• _Brief_:
Write out, word for word, only the data from its first line to the line containing "at rename time.".

• _Saved data entries_:
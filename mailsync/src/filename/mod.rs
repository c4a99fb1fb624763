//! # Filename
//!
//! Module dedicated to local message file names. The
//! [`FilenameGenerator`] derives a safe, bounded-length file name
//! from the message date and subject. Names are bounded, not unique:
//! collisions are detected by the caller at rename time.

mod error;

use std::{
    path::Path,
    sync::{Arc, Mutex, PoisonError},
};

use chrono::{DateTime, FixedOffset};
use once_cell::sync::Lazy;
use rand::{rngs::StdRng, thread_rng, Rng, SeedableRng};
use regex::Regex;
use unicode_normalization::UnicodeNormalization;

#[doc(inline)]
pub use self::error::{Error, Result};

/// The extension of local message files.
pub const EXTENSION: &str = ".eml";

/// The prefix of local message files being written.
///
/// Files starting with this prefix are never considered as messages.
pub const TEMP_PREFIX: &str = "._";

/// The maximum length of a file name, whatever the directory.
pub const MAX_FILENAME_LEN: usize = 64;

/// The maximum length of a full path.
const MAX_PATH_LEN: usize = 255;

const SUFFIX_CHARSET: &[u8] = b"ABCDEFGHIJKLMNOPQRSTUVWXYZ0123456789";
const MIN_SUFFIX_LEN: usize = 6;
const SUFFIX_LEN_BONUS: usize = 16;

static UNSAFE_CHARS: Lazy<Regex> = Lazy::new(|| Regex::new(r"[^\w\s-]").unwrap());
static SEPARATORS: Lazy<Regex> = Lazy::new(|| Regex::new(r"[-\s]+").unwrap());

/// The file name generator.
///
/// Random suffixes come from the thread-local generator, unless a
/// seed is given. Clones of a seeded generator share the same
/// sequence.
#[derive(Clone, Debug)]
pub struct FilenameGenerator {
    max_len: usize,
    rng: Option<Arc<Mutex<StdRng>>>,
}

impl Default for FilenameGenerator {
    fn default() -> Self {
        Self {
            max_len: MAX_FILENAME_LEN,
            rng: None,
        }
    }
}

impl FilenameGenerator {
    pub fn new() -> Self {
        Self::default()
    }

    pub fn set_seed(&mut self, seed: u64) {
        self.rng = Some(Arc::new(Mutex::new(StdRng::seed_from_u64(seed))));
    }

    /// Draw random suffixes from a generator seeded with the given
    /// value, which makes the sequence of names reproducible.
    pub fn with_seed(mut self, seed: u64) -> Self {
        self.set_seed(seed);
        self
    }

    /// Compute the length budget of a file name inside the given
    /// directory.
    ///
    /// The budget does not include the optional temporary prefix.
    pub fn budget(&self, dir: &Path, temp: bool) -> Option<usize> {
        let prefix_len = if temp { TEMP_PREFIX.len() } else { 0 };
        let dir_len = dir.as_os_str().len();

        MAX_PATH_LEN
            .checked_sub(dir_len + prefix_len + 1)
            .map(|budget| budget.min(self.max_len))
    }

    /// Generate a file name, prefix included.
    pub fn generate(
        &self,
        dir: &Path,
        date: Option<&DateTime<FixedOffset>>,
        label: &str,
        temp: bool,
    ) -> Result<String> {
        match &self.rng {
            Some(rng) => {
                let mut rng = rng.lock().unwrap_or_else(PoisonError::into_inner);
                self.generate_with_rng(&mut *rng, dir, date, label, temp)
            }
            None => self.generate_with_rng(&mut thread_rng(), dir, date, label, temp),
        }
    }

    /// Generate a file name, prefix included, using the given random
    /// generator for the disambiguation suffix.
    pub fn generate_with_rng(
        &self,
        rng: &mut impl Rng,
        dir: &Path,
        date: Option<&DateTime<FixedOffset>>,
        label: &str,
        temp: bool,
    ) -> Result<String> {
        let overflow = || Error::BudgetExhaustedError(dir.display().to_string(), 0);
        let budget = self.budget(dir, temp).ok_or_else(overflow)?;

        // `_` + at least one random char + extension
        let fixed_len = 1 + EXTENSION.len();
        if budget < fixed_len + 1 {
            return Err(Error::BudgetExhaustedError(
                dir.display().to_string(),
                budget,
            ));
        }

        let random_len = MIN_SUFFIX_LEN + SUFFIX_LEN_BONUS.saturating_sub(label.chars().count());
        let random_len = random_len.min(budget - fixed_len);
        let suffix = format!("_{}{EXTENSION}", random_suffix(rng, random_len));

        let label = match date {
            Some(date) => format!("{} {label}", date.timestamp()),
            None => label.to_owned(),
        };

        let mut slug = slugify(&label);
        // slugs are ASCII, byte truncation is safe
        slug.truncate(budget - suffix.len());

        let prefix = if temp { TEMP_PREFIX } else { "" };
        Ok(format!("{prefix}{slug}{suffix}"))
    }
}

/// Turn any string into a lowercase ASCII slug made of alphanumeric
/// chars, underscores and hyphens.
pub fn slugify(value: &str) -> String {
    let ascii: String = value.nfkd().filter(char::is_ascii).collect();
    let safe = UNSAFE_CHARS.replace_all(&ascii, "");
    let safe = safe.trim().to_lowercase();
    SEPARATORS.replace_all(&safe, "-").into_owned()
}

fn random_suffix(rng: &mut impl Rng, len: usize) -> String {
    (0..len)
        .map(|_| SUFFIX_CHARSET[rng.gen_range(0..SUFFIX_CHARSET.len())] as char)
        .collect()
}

• _Exercise response_:
filename mailsync/src/filename/mod.rs
repository c4a99fb1fb624763
//! # Filename
//!
//! Module dedicated to local message file names. The
//! [`FilenameGenerator`] derives a safe, bounded-length file name
//! from the message date and subject. Names are bounded, not unique:
//! collisions are detected by the caller at rename time.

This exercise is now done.